Local delivery of drugs, proteins and living cells with on demand release manner using porous scaffolds has been widely used in the field of tissue engineering and cancer therapies. Drugs directly loaded in the porous scaffolds, are generally prone to free diffuse especially for long term incubation. Herein, in this study, hollow fiber alginate/iron oxide nanoparticles scaffolds were prepared by coaxial 3D printing with drugs, protein or living cells encapsulating in the core part (low concentration of alginate gels). Magnetically-driven on demand release was realized by extruding the loaded drugs, proteins and cells from the core part of the hollow fibers due to the deformation of the scaffolds under magnetic field. Additionally, the hollow fibers could sever as diffusion barriers to reduce uncontrolled diffusion of drugs, proteins and cells from scaffolds in the conditions of no required stimulation.

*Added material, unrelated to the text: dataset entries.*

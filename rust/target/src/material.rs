// This Source Code Form is subject to the terms of the Mozilla Public
// License, v. 2.0. If a copy of the MPL was not distributed with this
// file, You can obtain one at https://mozilla.org/MPL/2.0/.

//! Materials: density, conditions and element composition.

use crate::error::{Error, Result};
use crate::keys::*;
use crate::stores::TargetStores;

/// Physical state of a material.
#[derive(Debug, Clone, Copy, PartialEq, Eq, Hash, Default)]
pub enum MaterialState {
    #[default]
    Undefined,
    Solid,
    Liquid,
    Gas,
}

/// A material in internal units.
#[derive(Debug, Clone, PartialEq)]
pub struct MaterialData {
    pub name: String,
    pub density: f64,
    pub state: MaterialState,
    pub temperature: f64,
    pub pressure: f64,
    pub declared_components: usize,
    /// Elements with their mass fractions.
    pub components: Vec<(ElementKey, f64)>,
}

impl MaterialData {
    /// `true` once every declared component has been added.
    pub fn is_complete(&self) -> bool {
        self.components.len() == self.declared_components
    }

    /// Mass fraction of `element`, summed over repeated components.
    pub fn mass_fraction(&self, element: ElementKey) -> f64 {
        self.components
            .iter()
            .filter(|(k, _)| *k == element)
            .map(|(_, w)| w)
            .sum()
    }
}

impl TargetStores {
    /// Creates a single-element material from its Z and molar mass.
    ///
    /// A backing element named after the material is registered as well.
    #[allow(clippy::too_many_arguments)]
    pub fn add_simple_material(
        &mut self,
        name: impl Into<String>,
        z: f64,
        a: f64,
        density: f64,
        state: MaterialState,
        temperature: f64,
        pressure: f64,
    ) -> MaterialKey {
        let name = name.into();
        let element = self.add_element(name.clone(), " ", z, a);
        self.materials.insert(MaterialData {
            name,
            density,
            state,
            temperature,
            pressure,
            declared_components: 1,
            components: vec![(element, 1.0)],
        })
    }

    /// Creates an empty material expecting `component_count` components.
    pub fn add_material(
        &mut self,
        name: impl Into<String>,
        density: f64,
        component_count: usize,
        state: MaterialState,
        temperature: f64,
        pressure: f64,
    ) -> MaterialKey {
        self.materials.insert(MaterialData {
            name: name.into(),
            density,
            state,
            temperature,
            pressure,
            declared_components: component_count,
            components: Vec::with_capacity(component_count),
        })
    }

    /// Adds an element with its mass fraction to a material.
    pub fn add_element_to_material(&mut self, material: MaterialKey, element: ElementKey, fraction: f64) -> Result<()> {
        if !self.elements.contains_key(element) {
            return Err(Error::ElementNotFound(element));
        }
        let data = self
            .materials
            .get_mut(material)
            .ok_or(Error::MaterialNotFound(material))?;
        if data.components.len() >= data.declared_components {
            return Err(Error::TooManyComponents {
                name: data.name.clone(),
                declared: data.declared_components,
            });
        }
        data.components.push((element, fraction));
        Ok(())
    }

    pub fn material(&self, key: MaterialKey) -> Option<&MaterialData> {
        self.materials.get(key)
    }

    /// Iterates all registered materials.
    pub fn materials(&self) -> impl Iterator<Item = (MaterialKey, &MaterialData)> + '_ {
        self.materials.iter()
    }
}

#[cfg(test)]
mod tests {
    use super::*;
    use crate::units::*;
    use approx::assert_relative_eq;

    #[test]
    fn simple_material_has_one_full_component() {
        let mut stores = TargetStores::new();
        let lead = stores.add_simple_material(
            "Lead",
            82.0,
            207.2 * G_PER_MOLE,
            11.35 * G_PER_CM3,
            MaterialState::Solid,
            STP_TEMPERATURE,
            STP_PRESSURE,
        );
        let data = stores.material(lead).unwrap();
        assert!(data.is_complete());
        let (element, fraction) = data.components[0];
        assert_relative_eq!(fraction, 1.0);
        assert_relative_eq!(stores.element(element).unwrap().z, 82.0);
    }

    #[test]
    fn mixture_rejects_extra_components() {
        let mut stores = TargetStores::new();
        let h = stores.add_element("Hydrogen", "H", 1.0, 1.008 * G_PER_MOLE);
        let o = stores.add_element("Oxygen", "O", 8.0, 15.999 * G_PER_MOLE);
        let water = stores.add_material("Water", G_PER_CM3, 2, MaterialState::Liquid, STP_TEMPERATURE, STP_PRESSURE);

        stores.add_element_to_material(water, h, 0.112).unwrap();
        stores.add_element_to_material(water, o, 0.888).unwrap();
        assert!(stores.material(water).unwrap().is_complete());
        assert_relative_eq!(stores.material(water).unwrap().mass_fraction(o), 0.888);

        let err = stores.add_element_to_material(water, h, 0.1).unwrap_err();
        assert!(matches!(err, Error::TooManyComponents { declared: 2, .. }));
    }
}
// This Source Code Form is subject to the terms of the Mozilla Public
// License, v. 2.0. If a copy of the MPL was not distributed with this
// file, You can obtain one at https://mozilla.org/MPL/2.0/.

//! Key types for the source geometry arena.
//!
//! Keys are created by `slotmap::SlotMap` and identify an entity for as long
//! as the arena lives. Two materials with identical contents still have
//! distinct keys, which is what the conversion caches rely on.

use slotmap::new_key_type;

new_key_type! {
    /// Key for a node (one positioned instance of a volume).
    pub struct NodeKey;

    /// Key for a volume (shape plus medium, owner of daughter nodes).
    pub struct VolumeKey;

    /// Key for a shape.
    pub struct ShapeKey;

    /// Key for a tracking medium.
    pub struct MediumKey;

    /// Key for a material or mixture.
    pub struct MaterialKey;

    /// Key for a user-defined element.
    pub struct ElementKey;
}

The factors influencing the deformation of the scaffolds, as well as the release behavior were investigated. The data indicated that the scaffolds prepared by 10 wt% of alginate with 13% of iron oxide nanoparticles after crosslinking using 0.1 M CaCl solution for 10 s showed repeated on demand release capability in vitro and in vivo under intermittently magnetic stimulation. Thus, this 3D printed alginate/iron oxide nanoparticles hollow scaffolds with on demand controlled delivery capability may prove useful for tissue engineering and disease therapies.